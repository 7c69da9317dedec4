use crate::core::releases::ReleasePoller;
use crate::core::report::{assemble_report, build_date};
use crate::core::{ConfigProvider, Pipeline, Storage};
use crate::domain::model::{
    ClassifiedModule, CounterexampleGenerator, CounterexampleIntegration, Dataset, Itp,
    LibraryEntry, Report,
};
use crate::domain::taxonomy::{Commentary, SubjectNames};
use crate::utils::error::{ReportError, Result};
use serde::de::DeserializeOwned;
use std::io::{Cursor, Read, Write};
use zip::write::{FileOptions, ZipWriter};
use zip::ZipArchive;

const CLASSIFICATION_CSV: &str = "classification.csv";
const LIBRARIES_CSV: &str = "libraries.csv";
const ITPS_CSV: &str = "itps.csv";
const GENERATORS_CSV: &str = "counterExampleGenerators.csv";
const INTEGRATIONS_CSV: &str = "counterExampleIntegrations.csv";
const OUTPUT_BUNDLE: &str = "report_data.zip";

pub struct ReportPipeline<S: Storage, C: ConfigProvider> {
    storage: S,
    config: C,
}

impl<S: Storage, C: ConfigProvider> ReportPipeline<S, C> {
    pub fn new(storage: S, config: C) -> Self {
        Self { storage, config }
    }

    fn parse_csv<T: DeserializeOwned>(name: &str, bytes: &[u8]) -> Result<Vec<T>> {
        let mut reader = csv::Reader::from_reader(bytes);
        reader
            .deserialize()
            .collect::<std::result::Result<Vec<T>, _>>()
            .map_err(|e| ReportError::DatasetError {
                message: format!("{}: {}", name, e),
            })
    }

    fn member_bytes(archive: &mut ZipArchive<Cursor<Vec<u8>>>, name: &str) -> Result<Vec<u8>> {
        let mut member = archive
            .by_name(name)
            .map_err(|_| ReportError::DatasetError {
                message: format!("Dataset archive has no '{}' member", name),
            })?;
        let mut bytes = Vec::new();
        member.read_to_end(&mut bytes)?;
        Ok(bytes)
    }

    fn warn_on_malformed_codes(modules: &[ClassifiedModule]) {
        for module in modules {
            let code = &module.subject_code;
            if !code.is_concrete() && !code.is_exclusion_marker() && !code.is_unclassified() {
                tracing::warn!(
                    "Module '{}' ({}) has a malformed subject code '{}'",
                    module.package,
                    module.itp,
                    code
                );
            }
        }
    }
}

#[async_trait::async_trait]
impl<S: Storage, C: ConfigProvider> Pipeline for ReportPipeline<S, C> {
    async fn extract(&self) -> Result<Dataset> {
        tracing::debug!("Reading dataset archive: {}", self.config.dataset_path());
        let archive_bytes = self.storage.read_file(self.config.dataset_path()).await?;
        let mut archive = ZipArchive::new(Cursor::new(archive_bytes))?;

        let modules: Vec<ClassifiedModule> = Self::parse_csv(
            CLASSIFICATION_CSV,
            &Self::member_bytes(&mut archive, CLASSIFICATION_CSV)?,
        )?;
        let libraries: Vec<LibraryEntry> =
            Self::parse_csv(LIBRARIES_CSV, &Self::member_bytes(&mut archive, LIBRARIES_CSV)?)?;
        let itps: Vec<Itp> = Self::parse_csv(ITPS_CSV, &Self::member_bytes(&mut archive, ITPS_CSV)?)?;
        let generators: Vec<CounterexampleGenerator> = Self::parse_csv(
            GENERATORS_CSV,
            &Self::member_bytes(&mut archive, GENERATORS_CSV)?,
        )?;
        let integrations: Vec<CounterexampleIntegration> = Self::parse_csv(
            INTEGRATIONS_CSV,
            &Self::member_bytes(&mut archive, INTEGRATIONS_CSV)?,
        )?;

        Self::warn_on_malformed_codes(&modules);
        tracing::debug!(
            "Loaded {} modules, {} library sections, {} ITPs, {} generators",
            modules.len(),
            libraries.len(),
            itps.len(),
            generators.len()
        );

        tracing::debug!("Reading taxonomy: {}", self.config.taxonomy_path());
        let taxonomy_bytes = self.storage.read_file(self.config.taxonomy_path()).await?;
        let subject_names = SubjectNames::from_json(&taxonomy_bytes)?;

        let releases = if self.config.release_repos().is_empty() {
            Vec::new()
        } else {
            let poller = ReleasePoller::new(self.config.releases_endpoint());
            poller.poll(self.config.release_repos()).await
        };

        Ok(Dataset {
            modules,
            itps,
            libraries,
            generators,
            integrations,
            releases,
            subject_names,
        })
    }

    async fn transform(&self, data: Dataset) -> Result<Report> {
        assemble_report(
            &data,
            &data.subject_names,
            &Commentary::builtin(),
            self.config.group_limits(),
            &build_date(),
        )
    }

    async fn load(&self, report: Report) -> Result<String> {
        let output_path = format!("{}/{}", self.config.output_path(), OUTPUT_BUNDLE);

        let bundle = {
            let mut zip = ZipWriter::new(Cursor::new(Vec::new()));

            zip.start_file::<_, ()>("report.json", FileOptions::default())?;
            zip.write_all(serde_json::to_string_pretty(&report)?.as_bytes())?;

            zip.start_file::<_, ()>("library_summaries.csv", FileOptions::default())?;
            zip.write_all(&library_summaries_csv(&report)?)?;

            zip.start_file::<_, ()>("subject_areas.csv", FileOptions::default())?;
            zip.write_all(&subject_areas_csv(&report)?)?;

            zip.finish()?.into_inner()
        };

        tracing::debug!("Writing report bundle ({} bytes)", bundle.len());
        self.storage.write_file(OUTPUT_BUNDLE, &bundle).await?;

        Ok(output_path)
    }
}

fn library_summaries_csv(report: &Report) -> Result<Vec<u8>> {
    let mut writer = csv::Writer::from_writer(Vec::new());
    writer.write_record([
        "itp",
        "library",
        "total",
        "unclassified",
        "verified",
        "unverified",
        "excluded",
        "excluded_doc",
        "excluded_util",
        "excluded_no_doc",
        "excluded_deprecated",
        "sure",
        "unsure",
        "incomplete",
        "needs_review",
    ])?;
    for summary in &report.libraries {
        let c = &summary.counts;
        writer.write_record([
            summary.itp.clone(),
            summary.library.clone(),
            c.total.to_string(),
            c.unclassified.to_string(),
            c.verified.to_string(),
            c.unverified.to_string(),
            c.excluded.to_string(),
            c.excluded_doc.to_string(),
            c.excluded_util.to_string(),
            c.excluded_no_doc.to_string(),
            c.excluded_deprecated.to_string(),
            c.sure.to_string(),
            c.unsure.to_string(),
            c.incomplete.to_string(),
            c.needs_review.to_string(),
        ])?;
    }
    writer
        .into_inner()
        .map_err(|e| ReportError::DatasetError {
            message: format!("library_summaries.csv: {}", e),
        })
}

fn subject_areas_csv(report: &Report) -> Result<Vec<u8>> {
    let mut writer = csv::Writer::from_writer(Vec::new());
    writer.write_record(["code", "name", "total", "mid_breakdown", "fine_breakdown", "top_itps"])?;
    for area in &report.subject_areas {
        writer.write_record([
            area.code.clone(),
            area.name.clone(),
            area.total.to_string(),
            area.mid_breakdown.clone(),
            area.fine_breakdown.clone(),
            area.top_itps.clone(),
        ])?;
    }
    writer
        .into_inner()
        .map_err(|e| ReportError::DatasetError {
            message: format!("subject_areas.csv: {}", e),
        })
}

= = = =

Lines to set down from above: the line with "let mut member = archive", the line with "if !code.is_concrete() &&", and every line between, each exactly as written.

        let mut member = archive
            .by_name(name)
            .map_err(|_| ReportError::DatasetError {
                message: format!("Dataset archive has no '{}' member", name),
            })?;
        let mut bytes = Vec::new();
        member.read_to_end(&mut bytes)?;
        Ok(bytes)
    }

    fn warn_on_malformed_codes(modules: &[ClassifiedModule]) {
        for module in modules {
            let code = &module.subject_code;
            if !code.is_concrete() && !code.is_exclusion_marker() && !code.is_unclassified() {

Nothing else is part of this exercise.